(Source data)
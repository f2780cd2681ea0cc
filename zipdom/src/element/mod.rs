mod content;
mod node;

pub use content::Content;
pub use node::Element;

/// Find an element by ID in the tree.
pub fn find_element<'a>(root: &'a Element, id: &str) -> Option<&'a Element> {
    if root.id == id {
        return Some(root);
    }

    if let Content::Children(children) = &root.content {
        for child in children {
            if let Some(found) = find_element(child, id) {
                return Some(found);
            }
        }
    }

    None
}

/// Find an element by ID in the tree, mutably.
pub fn find_element_mut<'a>(root: &'a mut Element, id: &str) -> Option<&'a mut Element> {
    if root.id == id {
        return Some(root);
    }

    if let Content::Children(children) = &mut root.content {
        for child in children {
            if let Some(found) = find_element_mut(child, id) {
                return Some(found);
            }
        }
    }

    None
}

/// Collect the IDs of all elements carrying `class`, in document order.
pub fn collect_by_class(root: &Element, class: &str) -> Vec<String> {
    let mut ids = Vec::new();
    collect_by_class_recursive(root, class, &mut ids);
    ids
}

fn collect_by_class_recursive(element: &Element, class: &str, out: &mut Vec<String>) {
    if element.has_class(class) {
        out.push(element.id.clone());
    }

    for child in element.child_elements() {
        collect_by_class_recursive(child, class, out);
    }
}

/// Whether `target` is `ancestor` itself or one of its descendants.
pub fn contains(ancestor: &Element, target: &str) -> bool {
    find_element(ancestor, target).is_some()
}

◆ **Work instructions**: Would you print exactly the lines from the first line of the entries above through the line that has "pub fn contains(ancestor: &Element, target: &str)", both included, and stop there?

◆ **Written response**:
repository f2780cd2681ea0cc
filename zipdom/src/element/mod.rs
mod content;
mod node;

pub use content::Content;
pub use node::Element;

/// Find an element by ID in the tree.
pub fn find_element<'a>(root: &'a Element, id: &str) -> Option<&'a Element> {
    if root.id == id {
        return Some(root);
    }

    if let Content::Children(children) = &root.content {
        for child in children {
            if let Some(found) = find_element(child, id) {
                return Some(found);
            }
        }
    }

    None
}

/// Find an element by ID in the tree, mutably.
pub fn find_element_mut<'a>(root: &'a mut Element, id: &str) -> Option<&'a mut Element> {
    if root.id == id {
        return Some(root);
    }

    if let Content::Children(children) = &mut root.content {
        for child in children {
            if let Some(found) = find_element_mut(child, id) {
                return Some(found);
            }
        }
    }

    None
}

/// Collect the IDs of all elements carrying `class`, in document order.
pub fn collect_by_class(root: &Element, class: &str) -> Vec<String> {
    let mut ids = Vec::new();
    collect_by_class_recursive(root, class, &mut ids);
    ids
}

fn collect_by_class_recursive(element: &Element, class: &str, out: &mut Vec<String>) {
    if element.has_class(class) {
        out.push(element.id.clone());
    }

    for child in element.child_elements() {
        collect_by_class_recursive(child, class, out);
    }
}

/// Whether `target` is `ancestor` itself or one of its descendants.
pub fn contains(ancestor: &Element, target: &str) -> bool {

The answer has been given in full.